Il secondo modo, generale, attiene al rilancio culturale della caccia e del cacciatore, in un'operazione temporale a ritroso che riporti la lancetta della storia a prima della legge 157 del 1992, se non addirittura della legge 968 del 1977.
La 157, pur molto tempo dopo la Direttiva Uccelli (1979) ha inquadrato la caccia italiana nel contesto europeo di un'attività venatoria che si svolga secondo principi, pratiche e verifiche di sostenibilità, in modo da non pregiudicare lo stato di conservazione delle specie. In sostanza, una caccia che sia subordinata alla tutela, sotto il profilo tecnico-scientifico (è la scienza che valuta e dà il parere sulla cacciabilità o meno) e sotto il profilo culturale: proteggere la natura è più giusto che distruggerla.

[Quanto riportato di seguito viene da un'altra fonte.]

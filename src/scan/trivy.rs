//! Scanner backed by the `trivy` command line

use crate::config::TrivyConfig;
use crate::error::{Result, SyncError};
use crate::logging::Logger;
use crate::scan::report::ScanReport;
use crate::scan::{ScanTarget, Scanner};
use crate::tool;
use async_trait::async_trait;
use std::time::Duration;
use tokio::process::Command;

const SCAN_TIMEOUT: Duration = Duration::from_secs(15 * 60);

pub struct TrivyScanner {
    executable: String,
    config: TrivyConfig,
    platform: Option<String>,
    output: Logger,
}

impl TrivyScanner {
    pub fn new(
        executable: impl Into<String>,
        config: TrivyConfig,
        platform: Option<String>,
        output: Logger,
    ) -> Self {
        Self {
            executable: executable.into(),
            config,
            platform,
            output,
        }
    }

    fn command(&self, target: &ScanTarget) -> Command {
        let mut command = Command::new(&self.executable);
        command.args(["image", "--format", "json", "--quiet"]);
        if !self.config.addr.is_empty() {
            command.args(["--server", &self.config.addr]);
        }
        if self.config.insecure {
            command.arg("--insecure");
        }
        if self.config.ignore_unfixed {
            command.arg("--ignore-unfixed");
        }
        match target {
            ScanTarget::Reference {
                reference,
                platform,
            } => {
                if let Some(platform) = platform.as_ref().or(self.platform.as_ref()) {
                    command.args(["--platform", platform.as_str()]);
                }
                command.arg(reference);
            }
            ScanTarget::Archive(path) => {
                command.arg("--input").arg(path);
            }
        }
        command
    }
}

#[async_trait]
impl Scanner for TrivyScanner {
    async fn scan(&self, target: &ScanTarget) -> Result<ScanReport> {
        let result = tool::run(self.command(target), SCAN_TIMEOUT, &self.output)
            .await
            .map_err(|message| SyncError::Scan {
                image: target.to_string(),
                message,
            })?;
        serde_json::from_slice(&result.stdout).map_err(|e| SyncError::Scan {
            image: target.to_string(),
            message: format!("unreadable scanner output: {}", e),
        })
    }
}
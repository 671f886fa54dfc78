//! Image sync library
//!
//! Distributes container images into a set of registries. Images missing from
//! a registry are pushed to it; with patching enabled each image is scanned
//! first and, when its OS packages have fixable findings, patched and pushed
//! from the patched archive. Pushed images can be signed afterwards.

pub mod cli;
pub mod config;
pub mod error;
pub mod image;
pub mod logging;
pub mod output;
pub mod patch;
pub mod pipeline;
pub mod registry;
pub mod scan;
pub mod sign;
pub mod tool;

pub use config::Config;
pub use error::{Result, SyncError};
pub use logging::Logger;
pub use pipeline::{Pipeline, PipelineReport};
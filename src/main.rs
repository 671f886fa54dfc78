use clap::Parser;
use image_sync::cli::{Args, Runner};
use image_sync::logging::init_tracing;
use std::process::ExitCode;

#[tokio::main]
async fn main() -> ExitCode {
    let args = Args::parse();
    init_tracing(args.verbose, args.log_format.into());

    let runner = match Runner::new(args) {
        Ok(runner) => runner,
        Err(e) => {
            tracing::error!("{}", e);
            return ExitCode::FAILURE;
        }
    };

    // Dropping the batch on Ctrl-C cancels transfers and tools; cleanup still runs
    tokio::select! {
        result = runner.run() => match result {
            Ok(_) => ExitCode::SUCCESS,
            Err(e) => {
                tracing::error!("{}", e);
                ExitCode::FAILURE
            }
        },
        _ = tokio::signal::ctrl_c() => {
            tracing::warn!("Interrupted, cancelling batch");
            ExitCode::from(130)
        }
    }
}
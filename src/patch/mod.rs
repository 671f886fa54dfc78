//! Vulnerability patching of selected images

pub mod copa;

pub use copa::CopaPatcher;

use crate::error::{Result, SyncError};
use crate::image::{Image, ImageKey};
use crate::logging::Logger;
use async_trait::async_trait;
use std::path::{Path, PathBuf};
use std::sync::Arc;

#[async_trait]
pub trait Patcher: Send + Sync {
    /// Patch `image` using its prescan `report` and write the result to `archive`
    async fn patch(&self, image: &Image, report: &Path, archive: &Path) -> Result<()>;
}

/// An image selected for patching with its artifact locations
#[derive(Debug, Clone)]
pub struct PatchJob {
    pub image: Image,
    pub report: PathBuf,
    pub archive: PathBuf,
}

#[derive(Debug, Default)]
pub struct PatchOutcome {
    pub patched: Vec<ImageKey>,
    /// Failures skipped because errors are ignored
    pub failed: Vec<(ImageKey, String)>,
}

pub struct PatchCoordinator {
    patcher: Arc<dyn Patcher>,
    ignore_errors: bool,
    output: Logger,
}

impl PatchCoordinator {
    pub fn new(patcher: Arc<dyn Patcher>, ignore_errors: bool, output: Logger) -> Self {
        Self {
            patcher,
            ignore_errors,
            output,
        }
    }

    /// Patch every job in order.
    ///
    /// A failure aborts the batch unless errors are ignored, in which case the
    /// image is recorded as failed and left unpatched.
    pub async fn patch(&self, jobs: &[PatchJob]) -> Result<PatchOutcome> {
        let mut outcome = PatchOutcome::default();
        for (index, job) in jobs.iter().enumerate() {
            self.output.info(&format!(
                "Patching {} ({}/{})",
                job.image,
                index + 1,
                jobs.len()
            ));

            match self.patch_one(job).await {
                Ok(()) => {
                    self.output.success(&format!(
                        "Patched {} into {}",
                        job.image,
                        job.archive.display()
                    ));
                    outcome.patched.push(job.image.key());
                }
                Err(e) if self.ignore_errors => {
                    self.output
                        .warning(&format!("Ignoring patch failure for {}: {}", job.image, e));
                    outcome.failed.push((job.image.key(), e.to_string()));
                }
                Err(e) => {
                    self.output
                        .error(&format!("Patching {} failed: {}", job.image, e));
                    return Err(e);
                }
            }
        }
        Ok(outcome)
    }

    async fn patch_one(&self, job: &PatchJob) -> Result<()> {
        self.patcher.patch(&job.image, &job.report, &job.archive).await?;
        if !tokio::fs::try_exists(&job.archive).await? {
            return Err(SyncError::Patch {
                image: job.image.to_string(),
                message: format!("patcher did not write {}", job.archive.display()),
            });
        }
        Ok(())
    }
}
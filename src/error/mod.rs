//! Error types for registry synchronization
//!
//! Every fallible operation in the crate returns [`SyncError`]. The variants follow
//! the failure classes of the external systems involved: registries, the
//! vulnerability scanner, the patcher, the signer and the local filesystem.

pub mod handlers;

use std::path::PathBuf;
use thiserror::Error;

pub type Result<T> = std::result::Result<T, SyncError>;

#[derive(Debug, Error)]
pub enum SyncError {
    /// Connection, DNS or transport failures
    #[error("Network error: {0}")]
    Network(String),

    /// Credential resolution or token exchange failures
    #[error("Authentication error: {0}")]
    Auth(String),

    /// Registry answered with an unexpected non-2xx status
    #[error("Registry error: {0}")]
    Registry(String),

    /// Manifest, tag or blob does not exist
    #[error("Not found: {0}")]
    NotFound(String),

    #[error("Digest mismatch for {reference}: expected {expected}, got {actual}")]
    DigestMismatch {
        reference: String,
        expected: String,
        actual: String,
    },

    /// Requested architecture is absent from a multi-platform index
    #[error("No manifest in {reference} matches platform {platform}")]
    PlatformNotFound { reference: String, platform: String },

    #[error("Invalid platform: {0}")]
    InvalidPlatform(String),

    #[error("Invalid image reference: {0}")]
    InvalidReference(String),

    #[error("Scan of {image} failed: {message}")]
    Scan { image: String, message: String },

    #[error("Patch of {image} failed: {message}")]
    Patch { image: String, message: String },

    #[error("Signing {image} failed: {message}")]
    Sign { image: String, message: String },

    #[error("Archive error at {}: {message}", path.display())]
    Archive { message: String, path: PathBuf },

    #[error("Configuration error: {0}")]
    Configuration(String),

    #[error("Parse error: {0}")]
    Parse(String),

    #[error("IO error: {0}")]
    Io(#[from] std::io::Error),

    /// A worker task panicked or was aborted
    #[error("Task error: {0}")]
    Task(String),
}

impl SyncError {
    /// True when the registry confirmed the content is absent
    pub fn is_not_found(&self) -> bool {
        matches!(self, SyncError::NotFound(_))
    }
}

impl From<reqwest::Error> for SyncError {
    fn from(err: reqwest::Error) -> Self {
        SyncError::Network(err.to_string())
    }
}

impl From<serde_json::Error> for SyncError {
    fn from(err: serde_json::Error) -> Self {
        SyncError::Parse(err.to_string())
    }
}

impl From<serde_yaml::Error> for SyncError {
    fn from(err: serde_yaml::Error) -> Self {
        SyncError::Configuration(err.to_string())
    }
}

impl From<url::ParseError> for SyncError {
    fn from(err: url::ParseError) -> Self {
        SyncError::Configuration(format!("invalid URL: {}", err))
    }
}

impl From<tokio::task::JoinError> for SyncError {
    fn from(err: tokio::task::JoinError) -> Self {
        SyncError::Task(err.to_string())
    }
}
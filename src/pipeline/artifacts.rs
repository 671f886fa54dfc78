//! On-disk artifacts of a batch and their scoped removal

use crate::image::Image;
use crate::logging::Logger;
use std::path::{Path, PathBuf};

/// Where one image's reports and patched archive live
#[derive(Debug, Clone, PartialEq, Eq)]
pub struct ArtifactPaths {
    pub prescan: PathBuf,
    pub postscan: PathBuf,
    pub archive: PathBuf,
}

impl ArtifactPaths {
    pub fn for_image(image: &Image, reports_dir: &Path, tars_dir: &Path) -> Self {
        let stem = format!("{}:{}", image.familiar_name(), image.tag).replace('/', "-");
        Self {
            prescan: reports_dir.join(format!("prescan-{}.json", stem)),
            postscan: reports_dir.join(format!("postscan-{}.json", stem)),
            archive: tars_dir.join(format!("{}.tar", stem)),
        }
    }
}

/// Removes tracked artifacts when dropped.
///
/// Reports and archives each follow their own flag. Removal failures are
/// logged and otherwise ignored.
pub struct ArtifactCleanup {
    clean_reports: bool,
    clean_archives: bool,
    reports: Vec<PathBuf>,
    archives: Vec<PathBuf>,
    output: Logger,
}

impl ArtifactCleanup {
    pub fn new(clean_reports: bool, clean_archives: bool, output: Logger) -> Self {
        Self {
            clean_reports,
            clean_archives,
            reports: Vec::new(),
            archives: Vec::new(),
            output,
        }
    }

    pub fn track(&mut self, paths: &ArtifactPaths) {
        if self.clean_reports {
            self.reports.push(paths.prescan.clone());
            self.reports.push(paths.postscan.clone());
        }
        if self.clean_archives {
            self.archives.push(paths.archive.clone());
        }
    }

    fn remove(&self, path: &Path) {
        match std::fs::remove_file(path) {
            Ok(()) => self
                .output
                .debug(&format!("Removed {}", path.display())),
            Err(e) if e.kind() == std::io::ErrorKind::NotFound => {}
            Err(e) => self
                .output
                .debug(&format!("Could not remove {}: {}", path.display(), e)),
        }
    }
}

impl Drop for ArtifactCleanup {
    fn drop(&mut self) {
        for path in self.reports.iter().chain(&self.archives) {
            self.remove(path);
        }
    }
}

#[cfg(test)]
mod tests {
    use super::*;

    #[test]
    fn test_paths_are_sanitized() {
        let image = Image::parse("quay.io/org/tool:2.3").unwrap();
        let paths = ArtifactPaths::for_image(&image, Path::new("reports"), Path::new("tars"));
        assert_eq!(paths.prescan, Path::new("reports/prescan-org-tool:2.3.json"));
        assert_eq!(paths.postscan, Path::new("reports/postscan-org-tool:2.3.json"));
        assert_eq!(paths.archive, Path::new("tars/org-tool:2.3.tar"));
    }

    #[test]
    fn test_docker_hub_names_are_short() {
        let image = Image::parse("app:1.0").unwrap();
        let paths = ArtifactPaths::for_image(&image, Path::new("r"), Path::new("t"));
        assert_eq!(paths.prescan, Path::new("r/prescan-app:1.0.json"));
        assert_eq!(paths.archive, Path::new("t/app:1.0.tar"));
    }

    #[test]
    fn test_cleanup_follows_flags() {
        let dir = tempfile::tempdir().unwrap();
        let image = Image::parse("app:1.0").unwrap();
        let paths = ArtifactPaths::for_image(&image, dir.path(), dir.path());
        for path in [&paths.prescan, &paths.archive] {
            std::fs::write(path, b"x").unwrap();
        }

        {
            let mut cleanup = ArtifactCleanup::new(true, false, Logger::new_quiet());
            cleanup.track(&paths);
        }
        assert!(!paths.prescan.exists());
        assert!(paths.archive.exists());
    }
}
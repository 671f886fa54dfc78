//! Registry authentication
//!
//! Credentials are never configured here: they are looked up per registry host
//! in the Docker client configuration, either inline (`auths`) or through a
//! credential helper (`credHelpers` / `credsStore`). Bearer tokens obtained from
//! a challenge are cached per repository scope for the life of the process.

use crate::error::{Result, SyncError};
use crate::logging::Logger;
use base64::Engine;
use base64::engine::general_purpose::STANDARD as BASE64;
use reqwest::Client;
use serde::Deserialize;
use std::collections::HashMap;
use std::path::{Path, PathBuf};
use std::process::Stdio;
use std::sync::{Arc, RwLock};
use tokio::io::AsyncWriteExt;
use tokio::process::Command;

/// Docker Hub stores its credentials under the legacy index address
const DOCKER_HUB_AUTH_KEY: &str = "https://index.docker.io/v1/";

#[derive(Clone, PartialEq, Eq)]
pub struct Credentials {
    pub username: String,
    pub password: String,
}

impl std::fmt::Debug for Credentials {
    fn fmt(&self, f: &mut std::fmt::Formatter<'_>) -> std::fmt::Result {
        f.debug_struct("Credentials")
            .field("username", &self.username)
            .field("password", &"<redacted>")
            .finish()
    }
}

impl Credentials {
    pub fn basic_header(&self) -> String {
        let encoded = BASE64.encode(format!("{}:{}", self.username, self.password));
        format!("Basic {}", encoded)
    }
}

#[derive(Debug, Default, Deserialize)]
#[serde(rename_all = "camelCase", default)]
struct DockerConfigFile {
    auths: HashMap<String, DockerAuthEntry>,
    cred_helpers: HashMap<String, String>,
    creds_store: Option<String>,
}

#[derive(Debug, Default, Deserialize)]
#[serde(default)]
struct DockerAuthEntry {
    auth: Option<String>,
    username: Option<String>,
    password: Option<String>,
}

#[derive(Deserialize)]
#[serde(rename_all = "PascalCase")]
struct HelperResponse {
    username: String,
    secret: String,
}

/// Looks up credentials for registry hosts in the Docker client configuration
#[derive(Debug)]
pub struct CredentialStore {
    config_path: Option<PathBuf>,
    output: Logger,
}

impl CredentialStore {
    /// Use `$DOCKER_CONFIG/config.json`, falling back to `~/.docker/config.json`
    pub fn from_environment(output: Logger) -> Self {
        let config_path = std::env::var_os("DOCKER_CONFIG")
            .map(|dir| PathBuf::from(dir).join("config.json"))
            .or_else(|| {
                let dirs = directories::BaseDirs::new()?;
                Some(dirs.home_dir().join(".docker/config.json"))
            });
        Self {
            config_path,
            output,
        }
    }

    pub fn with_config_path(path: impl Into<PathBuf>, output: Logger) -> Self {
        Self {
            config_path: Some(path.into()),
            output,
        }
    }

    /// A store that never yields credentials
    pub fn anonymous(output: Logger) -> Self {
        Self {
            config_path: None,
            output,
        }
    }

    pub async fn resolve(&self, host: &str) -> Result<Option<Credentials>> {
        let Some(path) = &self.config_path else {
            return Ok(None);
        };
        let config = match load_config(path)? {
            Some(config) => config,
            None => return Ok(None),
        };

        let keys = auth_keys(host);

        if let Some(helper) = keys.iter().find_map(|key| config.cred_helpers.get(key)) {
            self.output
                .detail(&format!("Using credential helper {} for {}", helper, host));
            return self.from_helper(helper, &keys[0]).await;
        }

        for key in &keys {
            if let Some(entry) = config.auths.get(key) {
                if let Some(credentials) = decode_entry(entry)? {
                    self.output
                        .detail(&format!("Using stored credentials for {}", host));
                    return Ok(Some(credentials));
                }
            }
        }

        if let Some(store) = &config.creds_store {
            self.output
                .detail(&format!("Using credential store {} for {}", store, host));
            return self.from_helper(store, &keys[0]).await;
        }

        Ok(None)
    }

    async fn from_helper(&self, helper: &str, server: &str) -> Result<Option<Credentials>> {
        let program = format!("docker-credential-{}", helper);
        let mut child = Command::new(&program)
            .arg("get")
            .stdin(Stdio::piped())
            .stdout(Stdio::piped())
            .stderr(Stdio::piped())
            .kill_on_drop(true)
            .spawn()
            .map_err(|e| SyncError::Auth(format!("cannot run {}: {}", program, e)))?;

        if let Some(mut stdin) = child.stdin.take() {
            stdin.write_all(server.as_bytes()).await?;
        }

        let result = child.wait_with_output().await?;
        if !result.status.success() {
            let stderr = String::from_utf8_lossy(&result.stderr);
            let stdout = String::from_utf8_lossy(&result.stdout);
            // Helpers report a missing entry on stdout or stderr depending on the helper
            if stdout.contains("credentials not found") || stderr.contains("credentials not found") {
                return Ok(None);
            }
            return Err(SyncError::Auth(format!(
                "{} get failed: {}",
                program,
                stderr.trim()
            )));
        }

        let response: HelperResponse = serde_json::from_slice(&result.stdout)
            .map_err(|e| SyncError::Auth(format!("invalid {} response: {}", program, e)))?;
        Ok(Some(Credentials {
            username: response.username,
            password: response.secret,
        }))
    }
}

fn load_config(path: &Path) -> Result<Option<DockerConfigFile>> {
    if !path.is_file() {
        return Ok(None);
    }
    let data = std::fs::read(path)?;
    let config = serde_json::from_slice(&data).map_err(|e| {
        SyncError::Auth(format!("invalid Docker config {}: {}", path.display(), e))
    })?;
    Ok(Some(config))
}

/// Keys a host may be stored under, most specific first
fn auth_keys(host: &str) -> Vec<String> {
    if matches!(host, "docker.io" | "index.docker.io" | "registry-1.docker.io") {
        return vec![
            DOCKER_HUB_AUTH_KEY.to_string(),
            "docker.io".to_string(),
            "index.docker.io".to_string(),
        ];
    }
    vec![
        host.to_string(),
        format!("https://{}", host),
        format!("http://{}", host),
    ]
}

fn decode_entry(entry: &DockerAuthEntry) -> Result<Option<Credentials>> {
    if let Some(auth) = entry.auth.as_deref().filter(|a| !a.is_empty()) {
        let decoded = BASE64
            .decode(auth)
            .map_err(|e| SyncError::Auth(format!("invalid stored auth: {}", e)))?;
        let decoded = String::from_utf8(decoded)
            .map_err(|e| SyncError::Auth(format!("invalid stored auth: {}", e)))?;
        let (username, password) = decoded
            .split_once(':')
            .ok_or_else(|| SyncError::Auth("stored auth is not user:password".to_string()))?;
        return Ok(Some(Credentials {
            username: username.to_string(),
            password: password.to_string(),
        }));
    }
    match (&entry.username, &entry.password) {
        (Some(username), Some(password)) => Ok(Some(Credentials {
            username: username.clone(),
            password: password.clone(),
        })),
        _ => Ok(None),
    }
}

#[derive(Debug, Clone, Copy, PartialEq, Eq)]
pub enum AuthScheme {
    Bearer,
    Basic,
}

/// Parsed `WWW-Authenticate` header
#[derive(Debug, Clone, PartialEq, Eq)]
pub struct AuthChallenge {
    pub scheme: AuthScheme,
    pub realm: String,
    pub service: Option<String>,
    pub scope: Option<String>,
}

impl AuthChallenge {
    pub fn from_header(header: &str) -> Result<Self> {
        let err = || SyncError::Auth(format!("unsupported authentication header: {}", header));
        let (scheme, params) = header.trim().split_once(' ').unwrap_or((header.trim(), ""));
        let scheme = match scheme.to_ascii_lowercase().as_str() {
            "bearer" => AuthScheme::Bearer,
            "basic" => AuthScheme::Basic,
            _ => return Err(err()),
        };

        let mut realm = None;
        let mut service = None;
        let mut scope = None;
        for (key, value) in parse_params(params) {
            match key.as_str() {
                "realm" => realm = Some(value),
                "service" => service = Some(value),
                "scope" => scope = Some(value),
                _ => continue,
            }
        }

        if scheme == AuthScheme::Bearer && realm.is_none() {
            return Err(err());
        }
        Ok(Self {
            scheme,
            realm: realm.unwrap_or_default(),
            service,
            scope,
        })
    }
}

/// Split `key="value",key=value` honoring commas inside quotes
fn parse_params(params: &str) -> Vec<(String, String)> {
    let mut out = Vec::new();
    let mut rest = params.trim();
    while !rest.is_empty() {
        let Some((key, after)) = rest.split_once('=') else {
            break;
        };
        let key = key.trim().trim_start_matches(',').trim().to_ascii_lowercase();
        let after = after.trim_start();
        let (value, remaining) = if let Some(quoted) = after.strip_prefix('"') {
            match quoted.find('"') {
                Some(end) => (&quoted[..end], &quoted[end + 1..]),
                None => (quoted, ""),
            }
        } else {
            match after.find(',') {
                Some(end) => (&after[..end], &after[end..]),
                None => (after, ""),
            }
        };
        out.push((key, value.to_string()));
        rest = remaining.trim_start().trim_start_matches(',').trim_start();
    }
    out
}

#[derive(Deserialize)]
struct TokenResponse {
    token: Option<String>,
    access_token: Option<String>,
}

/// Answers registry challenges and caches the resulting authorization headers
#[derive(Debug)]
pub struct Authenticator {
    http: Client,
    credentials: Arc<CredentialStore>,
    headers: RwLock<HashMap<String, String>>,
    output: Logger,
}

impl Authenticator {
    pub fn new(http: Client, credentials: Arc<CredentialStore>, output: Logger) -> Self {
        Self {
            http,
            credentials,
            headers: RwLock::new(HashMap::new()),
            output,
        }
    }

    /// Authorization header previously obtained for `scope_key`
    pub fn cached(&self, scope_key: &str) -> Option<String> {
        self.headers
            .read()
            .ok()
            .and_then(|headers| headers.get(scope_key).cloned())
    }

    /// Answer a challenge and cache the header for `scope_key`
    pub async fn authorize(
        &self,
        host: &str,
        challenge: &AuthChallenge,
        scope: &str,
        scope_key: &str,
    ) -> Result<String> {
        let credentials = self.credentials.resolve(host).await?;
        let header = match challenge.scheme {
            AuthScheme::Basic => credentials
                .as_ref()
                .map(Credentials::basic_header)
                .ok_or_else(|| SyncError::Auth(format!("{} requires credentials", host)))?,
            AuthScheme::Bearer => {
                let token = self
                    .fetch_token(challenge, scope, credentials.as_ref())
                    .await?;
                format!("Bearer {}", token)
            }
        };

        if let Ok(mut headers) = self.headers.write() {
            headers.insert(scope_key.to_string(), header.clone());
        }
        Ok(header)
    }

    async fn fetch_token(
        &self,
        challenge: &AuthChallenge,
        scope: &str,
        credentials: Option<&Credentials>,
    ) -> Result<String> {
        let mut url = url::Url::parse(&challenge.realm)?;
        {
            let mut query = url.query_pairs_mut();
            if let Some(service) = &challenge.service {
                query.append_pair("service", service);
            }
            query.append_pair("scope", challenge.scope.as_deref().unwrap_or(scope));
        }

        self.output.detail(&format!("Requesting token from: {}", url));
        let mut request = self.http.get(url.as_str());
        if let Some(credentials) = credentials {
            request = request.basic_auth(&credentials.username, Some(&credentials.password));
        }

        let response = request
            .send()
            .await
            .map_err(|e| SyncError::Network(format!("Failed to get auth token: {}", e)))?;
        let status = response.status();
        if !status.is_success() {
            let error_text = response
                .text()
                .await
                .unwrap_or_else(|_| "Failed to read error response".to_string());
            return Err(SyncError::Auth(format!(
                "token request failed with status {}: {}",
                status, error_text
            )));
        }

        let body: TokenResponse = response
            .json()
            .await
            .map_err(|e| SyncError::Parse(format!("Failed to parse token response: {}", e)))?;
        body.token
            .or(body.access_token)
            .ok_or_else(|| SyncError::Auth("token response carried no token".to_string()))
    }
}
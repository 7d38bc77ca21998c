//! Socket Bridge - WebSocket facade over a plugin transport.
//!
//! This library exposes a standards-shaped [`WebSocket`] to application
//! code while the actual network I/O is performed by an external transport
//! runtime that loads asynchronously and talks to the bridge through a
//! narrow, string-only channel.
//!
//! # Architecture
//!
//! The bridge sits between two parties:
//!
//! - **Application**: Creates sockets, sends text, listens for events
//! - **Transport**: Owns real connections, reports activity in batches
//!
//! Key design principles:
//!
//! - Each [`Bridge`] owns: scheduler + task queue + socket registry
//! - Calls made before the transport loads are buffered and flushed in order
//! - Socket creation runs on a later scheduler turn, so listeners attached
//!   right after construction never miss an event
//! - Payloads are percent-encoded in both directions
//!
//! # Quick Start
//!
//! ```
//! use std::sync::Arc;
//!
//! use socket_bridge::{Bridge, EventKind, ManualScheduler, Result};
//!
//! fn main() -> Result<()> {
//!     let scheduler = Arc::new(ManualScheduler::new());
//!     let bridge = Bridge::builder()
//!         .scheduler(scheduler.clone())
//!         .caller_url("https://example.com/app")
//!         .build()?;
//!
//!     let socket = bridge.connect("ws://example.com/chat", "chat")?;
//!     socket.listen(EventKind::Open, |_| println!("connected"));
//!
//!     // Create is deferred until the transport reports readiness
//!     scheduler.drain();
//!     assert_eq!(bridge.pending_task_count(), 1);
//!
//!     Ok(())
//! }
//! ```
//!
//! # Modules
//!
//! | Module | Description |
//! |--------|-------------|
//! | [`bridge`] | Bridge context, builder and notification routing |
//! | [`error`] | Error types and [`Result`] alias |
//! | [`identifiers`] | Socket ids and their allocator |
//! | [`protocol`] | Notification records, events and payload codec |
//! | [`socket`] | The [`WebSocket`] facade |
//! | [`transport`] | Transport handle, task queue and scheduler |

// ============================================================================
// Modules
// ============================================================================

/// Bridge context and transport entry points.
///
/// Use [`Bridge::builder()`] to create a configured bridge instance.
pub mod bridge;

/// Error types and result aliases.
///
/// All fallible operations return [`Result<T>`] which uses [`Error`].
pub mod error;

/// Type-safe socket identifiers.
pub mod identifiers;

/// Transport protocol types.
///
/// Raw notification records, listener-facing events and payload encoding.
pub mod protocol;

/// Socket facade.
pub mod socket;

/// Transport boundary.
///
/// Handle contract, deferred queue and next-turn scheduling.
pub mod transport;

#[cfg(test)]
mod testing;

// ============================================================================
// Re-exports
// ============================================================================

// Bridge types
pub use bridge::{Bridge, BridgeBuilder, BridgeConfig};

// Error types
pub use error::{Error, Result};

// Identifier types
pub use identifiers::SocketId;

// Protocol types
pub use protocol::{
    CLOSE_NO_STATUS, CloseEvent, EventKind, MessageEvent, NotificationKind, RawNotification,
    SocketEvent,
};

// Socket types
pub use socket::{ConnectOptions, Listener, ReadyState, WebSocket};

// Transport types
pub use transport::{
    ChannelScheduler, CreateRequest, ManualScheduler, PendingTask, Scheduler, SchedulerLoop,
    TaskQueue, TransportHandle,
};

Le restrizioni sopraggiunte - cioè meno tempi e specie cacciabili e più vincoli pratici - ma soprattutto la perdita dell'egemonia culturale, dell'immagine edificante del cacciatore posto al centro del bosco ed al centro del bar del paese sono le ragioni del rifiuto, per non dire del vero disprezzo, della legge 157 da parte di una larga fetta del mondo venatorio italiano. Che oggi tenta, appunto, la grande rivalsa.
L'operazione è politicamente più fondata dei tentativi degli anni passati, viste le condizioni governative e parlamentari molto favorevoli e persino lo stato di salute non ottimale dell'Unione europea, da sempre barriera contro le principali velleità venatorie. E tuttavia, la 157 e la stessa Direttiva Uccelli non vennero nel nulla e dal nulla ma furono anche il frutto di mutamenti che hanno spostato gli accenti culturali, sociali, ambientali, cambiando la realtà in molti aspetti non secondari.
È questo il punto che il mondo venatorio italiano non ha mai compreso. Ha rifiutato - tranne alcuni pur encomiabili tentativi - l'occasione di modernizzarsi, accettando davvero le nuove normative, e ha dichiarato guerra alla storia, ponendosi alla ricerca quasi ossessiva del tempo perduto della caccia.
"È il momento giusto", dicono oggi in coro i cacciatori. Il clima generale, l'Europa in crisi, il riaffacciarsi di una cultura del conflitto, della forza, della chiusura sembrano agire a loro favore. E tuttavia, certe rivoluzioni culturali come quella ecologica sono più profonde di ciò che si creda. Hanno scavato più a fondo, hanno messo radici.
Non bastano le maggioranze parlamentari o l'occupazione dei ministeri e nemmeno il bavaglio alla scienza, leggi Ispra, per sradicarle. Non basta nemmeno voler scrivere nella nuova legge che la caccia aiuta la biodiversità. Anzi, potrebbe accadere il contrario: che il cacciatore, figura oggi a malapena tollerata, sia espulso del tutto dal contesto dell'accettazione sociale e la ricerca del tempo perduto si trasformi nella sua perdita definitiva.
E allora sì: forse, in questo senso, il momento è giusto.